Exercise requirements: Report how many lines of the entries below contain the word "usize", and nothing more.

Task material:
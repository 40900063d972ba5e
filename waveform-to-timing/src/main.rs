use anyhow::Context;
use clap::Parser;
use hrppd_common::{
    RunNumber, init_tracer,
    metrics::{
        component_info_metric,
        metric_names::{
            EVENTS_PROCESSED, EVENTS_READ, FAILURES, SIGNALS_ACCEPTED, TIMINGS_EXTRACTED,
        },
    },
    tracer::TracerOptions,
};
use metrics_exporter_prometheus::PrometheusBuilder;
use std::{fs::create_dir_all, net::SocketAddr, path::PathBuf};
use tracing::info;
use waveform_reader::{EventFramer, Ntupler, RunLayout, load_ntuple_file};
use waveform_to_timing::{
    AnalysisOptions, RunSummary,
    diagnostics::DiagnosticsWriter,
    output::{CsvSink, write_settings},
    process_run,
};

#[derive(Debug, Parser)]
#[clap(author, version, about)]
struct Cli {
    /// Directory holding the raw `run<N>` directories
    #[clap(long, env)]
    raw_data_path: PathBuf,

    /// Directory holding the ntuple files
    #[clap(long, env)]
    ntuple_path: PathBuf,

    #[clap(long)]
    run_number: RunNumber,

    /// Analyses only this many events from the start of the run, if given
    #[clap(long)]
    number_of_events: Option<usize>,

    /// If set, a run without an ntuple is read from its raw streams instead of being converted first
    #[clap(long)]
    no_auto_ntuplize: bool,

    /// Directory the results and the settings are written to
    #[clap(long, env, default_value = ".")]
    output_path: PathBuf,

    /// If set, SVG diagnostics of the first valid events are written to this directory
    #[clap(long)]
    diagnostics_path: Option<PathBuf>,

    /// Number of valid events to write diagnostics for
    #[clap(long, default_value = "200")]
    diagnostic_events: usize,

    #[clap(flatten)]
    analysis: AnalysisOptions,

    /// If set, metrics are served to Prometheus on this address
    #[clap(long)]
    observability_address: Option<SocketAddr>,

    /// If set, then OpenTelemetry data is sent to the URL specified, otherwise the standard tracing subscriber is used
    #[clap(long)]
    otel_endpoint: Option<String>,

    /// All OpenTelemetry spans are emitted with this as their `service.namespace` property
    #[clap(long, default_value = "")]
    otel_namespace: String,
}

#[tokio::main]
async fn main() -> anyhow::Result<()> {
    let args = Cli::parse();

    let _tracer = init_tracer!(TracerOptions::new(
        args.otel_endpoint.as_deref(),
        args.otel_namespace.clone()
    ));

    if let Some(address) = args.observability_address {
        PrometheusBuilder::new()
            .with_http_listener(address)
            .install()
            .context("Prometheus metrics exporter should be set up")?;
    }
    component_info_metric("waveform-to-timing");

    // Metrics
    metrics::describe_counter!(
        EVENTS_READ,
        metrics::Unit::Count,
        "Number of events read from the raw streams"
    );
    metrics::describe_counter!(
        EVENTS_PROCESSED,
        metrics::Unit::Count,
        "Number of events processed"
    );
    metrics::describe_counter!(
        SIGNALS_ACCEPTED,
        metrics::Unit::Count,
        "Number of detector waveforms accepted as signals"
    );
    metrics::describe_counter!(
        TIMINGS_EXTRACTED,
        metrics::Unit::Count,
        "Number of CFD timings extracted"
    );
    metrics::describe_counter!(
        FAILURES,
        metrics::Unit::Count,
        "Number of failures encountered"
    );

    let diagnostic_events = if args.diagnostics_path.is_some() {
        args.diagnostic_events
    } else {
        0
    };
    let settings = args.analysis.to_settings(diagnostic_events);
    settings.validate()?;

    let run = args.run_number;
    let stem = format!("run{run}_ch{}", settings.channel);
    create_dir_all(&args.output_path)
        .with_context(|| format!("Cannot create {}", args.output_path.display()))?;
    write_settings(&args.output_path.join(format!("{stem}_settings.json")), &settings)
        .context("Cannot write the settings")?;
    let csv = CsvSink::create(&args.output_path.join(format!("{stem}.csv")))
        .context("Cannot create the results file")?;
    let diagnostics = args
        .diagnostics_path
        .as_deref()
        .map(|path| DiagnosticsWriter::new(path, &settings))
        .transpose()
        .context("Cannot create the diagnostics directory")?;
    let mut sink = (csv, diagnostics);

    let layout = RunLayout::new(&args.raw_data_path, &args.ntuple_path);
    let max_events = args.number_of_events;
    let auto_ntuplize = !args.no_auto_ntuplize;
    let summary: RunSummary = tokio::task::spawn_blocking(move || -> anyhow::Result<_> {
        if auto_ntuplize && !layout.ntuple_exists(run) {
            info!("Run {run} has no ntuple, creating one");
            Ntupler::new(layout.clone(), settings.sample_interval)
                .convert(run, None)
                .with_context(|| format!("Cannot convert run {run}"))?;
        }
        let summary = if layout.ntuple_exists(run) {
            let source = load_ntuple_file(&layout.ntuple_file(run))?;
            info!("Reading {}", source.path().display());
            process_run(&source, &settings, &mut sink, max_events)?
        } else {
            let source = EventFramer::open(&layout, run, [settings.channel])?;
            info!("Reading {}", layout.run_directory(run).display());
            process_run(&source, &settings, &mut sink, max_events)?
        };
        Ok(summary)
    })
    .await?
    .with_context(|| format!("Cannot analyse run {run}"))?;

    info!(
        "Run {run}: {} events processed, {} valid, timing unavailable for {} triggers and {} channels",
        summary.processed,
        summary.valid,
        summary.trigger_timing_unavailable,
        summary.channel_timing_unavailable
    );
    Ok(())
}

Response below: 2